Saved data entries:
○ ○ ○ ○

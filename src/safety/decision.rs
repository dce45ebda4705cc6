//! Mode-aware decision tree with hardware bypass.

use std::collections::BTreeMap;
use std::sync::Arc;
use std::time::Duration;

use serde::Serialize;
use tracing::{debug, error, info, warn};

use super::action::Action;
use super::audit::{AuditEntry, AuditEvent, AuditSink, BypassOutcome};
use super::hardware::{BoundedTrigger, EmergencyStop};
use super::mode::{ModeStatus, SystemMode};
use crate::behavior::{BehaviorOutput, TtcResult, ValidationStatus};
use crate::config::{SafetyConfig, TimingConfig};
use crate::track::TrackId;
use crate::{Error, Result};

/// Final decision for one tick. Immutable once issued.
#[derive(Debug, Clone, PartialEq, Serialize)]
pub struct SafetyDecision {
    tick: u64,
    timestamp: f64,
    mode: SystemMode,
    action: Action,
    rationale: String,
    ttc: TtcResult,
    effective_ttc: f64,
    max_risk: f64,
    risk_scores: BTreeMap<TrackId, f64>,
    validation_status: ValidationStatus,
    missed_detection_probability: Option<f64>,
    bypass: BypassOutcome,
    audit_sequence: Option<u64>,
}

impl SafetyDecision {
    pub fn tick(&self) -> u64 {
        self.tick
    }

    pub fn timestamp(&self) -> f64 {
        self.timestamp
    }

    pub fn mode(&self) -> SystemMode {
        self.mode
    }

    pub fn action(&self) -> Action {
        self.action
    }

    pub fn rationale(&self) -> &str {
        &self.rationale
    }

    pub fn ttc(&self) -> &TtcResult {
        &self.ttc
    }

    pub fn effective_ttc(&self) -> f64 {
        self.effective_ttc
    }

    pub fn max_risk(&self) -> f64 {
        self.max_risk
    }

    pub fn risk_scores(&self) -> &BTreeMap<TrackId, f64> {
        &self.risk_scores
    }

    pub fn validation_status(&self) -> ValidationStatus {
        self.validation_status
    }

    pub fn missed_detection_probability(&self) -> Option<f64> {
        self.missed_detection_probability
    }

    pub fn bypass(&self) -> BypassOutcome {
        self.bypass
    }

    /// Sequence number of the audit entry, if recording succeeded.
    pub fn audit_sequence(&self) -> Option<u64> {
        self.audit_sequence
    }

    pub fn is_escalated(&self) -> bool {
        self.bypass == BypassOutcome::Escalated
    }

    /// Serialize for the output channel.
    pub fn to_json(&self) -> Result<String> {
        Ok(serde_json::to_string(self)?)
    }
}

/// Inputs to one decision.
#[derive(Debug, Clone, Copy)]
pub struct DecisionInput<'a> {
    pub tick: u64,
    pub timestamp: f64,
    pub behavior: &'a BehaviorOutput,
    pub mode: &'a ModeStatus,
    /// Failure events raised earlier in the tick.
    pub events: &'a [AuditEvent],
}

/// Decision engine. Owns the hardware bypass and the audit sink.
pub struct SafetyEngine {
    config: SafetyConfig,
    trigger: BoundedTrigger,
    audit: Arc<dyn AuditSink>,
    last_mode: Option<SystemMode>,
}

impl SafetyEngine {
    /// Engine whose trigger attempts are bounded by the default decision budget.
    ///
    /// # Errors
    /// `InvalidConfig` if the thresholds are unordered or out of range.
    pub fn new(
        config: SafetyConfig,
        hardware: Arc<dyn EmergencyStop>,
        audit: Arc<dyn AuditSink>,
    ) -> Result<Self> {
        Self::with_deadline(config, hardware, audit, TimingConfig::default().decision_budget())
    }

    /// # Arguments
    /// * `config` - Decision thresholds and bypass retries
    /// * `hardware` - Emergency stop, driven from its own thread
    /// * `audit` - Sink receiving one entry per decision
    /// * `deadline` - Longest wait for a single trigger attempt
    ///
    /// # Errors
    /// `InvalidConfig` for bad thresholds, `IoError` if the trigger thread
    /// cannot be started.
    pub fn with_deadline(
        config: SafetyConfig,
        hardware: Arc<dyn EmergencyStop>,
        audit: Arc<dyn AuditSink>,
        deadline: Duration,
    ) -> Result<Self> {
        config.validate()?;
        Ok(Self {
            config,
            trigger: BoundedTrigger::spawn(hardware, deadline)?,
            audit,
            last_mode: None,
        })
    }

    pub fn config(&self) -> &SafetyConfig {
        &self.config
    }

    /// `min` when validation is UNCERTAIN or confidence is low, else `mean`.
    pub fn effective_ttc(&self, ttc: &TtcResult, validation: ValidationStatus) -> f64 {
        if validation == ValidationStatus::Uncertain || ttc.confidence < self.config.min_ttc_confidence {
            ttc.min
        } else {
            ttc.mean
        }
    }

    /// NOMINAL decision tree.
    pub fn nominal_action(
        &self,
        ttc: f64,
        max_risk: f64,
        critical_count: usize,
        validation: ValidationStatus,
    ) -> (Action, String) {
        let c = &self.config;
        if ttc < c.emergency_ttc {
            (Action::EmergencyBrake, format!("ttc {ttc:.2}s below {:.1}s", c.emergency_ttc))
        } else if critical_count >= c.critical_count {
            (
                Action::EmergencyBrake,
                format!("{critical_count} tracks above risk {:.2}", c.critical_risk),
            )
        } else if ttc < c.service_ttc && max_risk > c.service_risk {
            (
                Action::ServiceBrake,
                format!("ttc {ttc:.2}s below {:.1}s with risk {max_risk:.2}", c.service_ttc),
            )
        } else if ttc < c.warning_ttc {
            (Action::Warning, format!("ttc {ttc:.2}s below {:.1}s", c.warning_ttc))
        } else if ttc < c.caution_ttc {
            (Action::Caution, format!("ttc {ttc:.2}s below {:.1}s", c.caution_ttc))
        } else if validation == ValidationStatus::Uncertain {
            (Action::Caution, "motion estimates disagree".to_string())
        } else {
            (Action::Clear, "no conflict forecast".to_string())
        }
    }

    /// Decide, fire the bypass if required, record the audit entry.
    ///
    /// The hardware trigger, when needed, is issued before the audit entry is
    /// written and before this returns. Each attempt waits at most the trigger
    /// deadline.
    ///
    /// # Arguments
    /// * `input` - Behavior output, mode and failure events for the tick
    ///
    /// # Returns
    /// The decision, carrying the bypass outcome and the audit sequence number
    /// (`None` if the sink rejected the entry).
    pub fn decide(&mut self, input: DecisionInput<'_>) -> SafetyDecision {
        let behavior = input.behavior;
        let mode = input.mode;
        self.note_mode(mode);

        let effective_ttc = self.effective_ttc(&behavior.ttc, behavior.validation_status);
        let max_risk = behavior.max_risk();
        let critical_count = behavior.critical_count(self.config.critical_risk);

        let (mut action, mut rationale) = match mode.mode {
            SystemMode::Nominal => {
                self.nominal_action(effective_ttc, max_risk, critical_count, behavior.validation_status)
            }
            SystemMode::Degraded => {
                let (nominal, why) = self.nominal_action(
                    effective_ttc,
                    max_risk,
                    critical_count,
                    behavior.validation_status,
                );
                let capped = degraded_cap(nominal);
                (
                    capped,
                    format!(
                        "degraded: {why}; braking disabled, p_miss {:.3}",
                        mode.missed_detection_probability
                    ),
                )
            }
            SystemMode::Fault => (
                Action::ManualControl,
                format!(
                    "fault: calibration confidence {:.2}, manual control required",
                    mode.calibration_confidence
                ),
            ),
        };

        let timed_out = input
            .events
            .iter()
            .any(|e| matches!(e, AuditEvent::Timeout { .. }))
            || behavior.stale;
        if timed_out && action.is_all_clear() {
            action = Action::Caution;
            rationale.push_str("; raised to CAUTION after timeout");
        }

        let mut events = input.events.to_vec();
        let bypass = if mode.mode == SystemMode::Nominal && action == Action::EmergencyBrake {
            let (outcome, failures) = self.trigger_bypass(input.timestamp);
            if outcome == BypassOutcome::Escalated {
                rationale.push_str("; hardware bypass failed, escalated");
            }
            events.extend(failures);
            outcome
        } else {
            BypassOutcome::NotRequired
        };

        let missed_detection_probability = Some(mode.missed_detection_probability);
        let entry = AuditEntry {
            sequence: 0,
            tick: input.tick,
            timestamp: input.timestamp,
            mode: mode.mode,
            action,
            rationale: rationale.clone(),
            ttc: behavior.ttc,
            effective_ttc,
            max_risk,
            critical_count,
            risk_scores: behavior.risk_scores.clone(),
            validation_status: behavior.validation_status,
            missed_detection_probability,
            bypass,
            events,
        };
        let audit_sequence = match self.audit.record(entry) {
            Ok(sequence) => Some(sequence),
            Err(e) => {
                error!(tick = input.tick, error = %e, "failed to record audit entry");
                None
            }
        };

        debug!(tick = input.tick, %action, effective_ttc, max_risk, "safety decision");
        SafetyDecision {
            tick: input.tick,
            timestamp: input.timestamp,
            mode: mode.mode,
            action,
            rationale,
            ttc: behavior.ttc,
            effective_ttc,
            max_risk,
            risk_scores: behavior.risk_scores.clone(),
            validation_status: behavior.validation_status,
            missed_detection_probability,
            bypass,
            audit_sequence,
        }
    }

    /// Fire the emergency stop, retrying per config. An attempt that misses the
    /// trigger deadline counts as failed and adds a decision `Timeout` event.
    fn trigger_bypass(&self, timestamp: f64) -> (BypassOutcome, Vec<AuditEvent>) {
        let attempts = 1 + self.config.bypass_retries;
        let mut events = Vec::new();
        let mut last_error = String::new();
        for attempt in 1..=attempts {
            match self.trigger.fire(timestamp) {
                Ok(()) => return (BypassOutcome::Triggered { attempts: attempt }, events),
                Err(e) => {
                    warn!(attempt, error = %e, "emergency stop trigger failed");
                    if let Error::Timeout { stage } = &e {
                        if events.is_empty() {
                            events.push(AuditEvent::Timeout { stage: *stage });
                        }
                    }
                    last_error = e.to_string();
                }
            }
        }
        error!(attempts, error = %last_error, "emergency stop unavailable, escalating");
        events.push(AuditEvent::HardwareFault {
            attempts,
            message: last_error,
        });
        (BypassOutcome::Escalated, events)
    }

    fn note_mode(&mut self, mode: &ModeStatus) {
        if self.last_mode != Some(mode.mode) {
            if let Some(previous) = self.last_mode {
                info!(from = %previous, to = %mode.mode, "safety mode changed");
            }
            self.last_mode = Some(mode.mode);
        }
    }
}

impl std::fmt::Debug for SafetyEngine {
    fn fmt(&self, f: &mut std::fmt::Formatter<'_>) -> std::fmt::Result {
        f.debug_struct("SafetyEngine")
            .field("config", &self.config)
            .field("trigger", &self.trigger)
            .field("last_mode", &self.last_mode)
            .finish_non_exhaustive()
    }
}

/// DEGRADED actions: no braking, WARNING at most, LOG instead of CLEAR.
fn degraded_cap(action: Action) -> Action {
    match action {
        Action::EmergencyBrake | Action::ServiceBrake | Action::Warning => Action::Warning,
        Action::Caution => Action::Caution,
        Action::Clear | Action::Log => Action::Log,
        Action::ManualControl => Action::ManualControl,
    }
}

○ ○ ○ ○

• **Your objective**
Report every line above that has the string "number" in it.

• **Solution to this exercise**
    /// Sequence number of the audit entry, if recording succeeded.
    /// The decision, carrying the bypass outcome and the audit sequence number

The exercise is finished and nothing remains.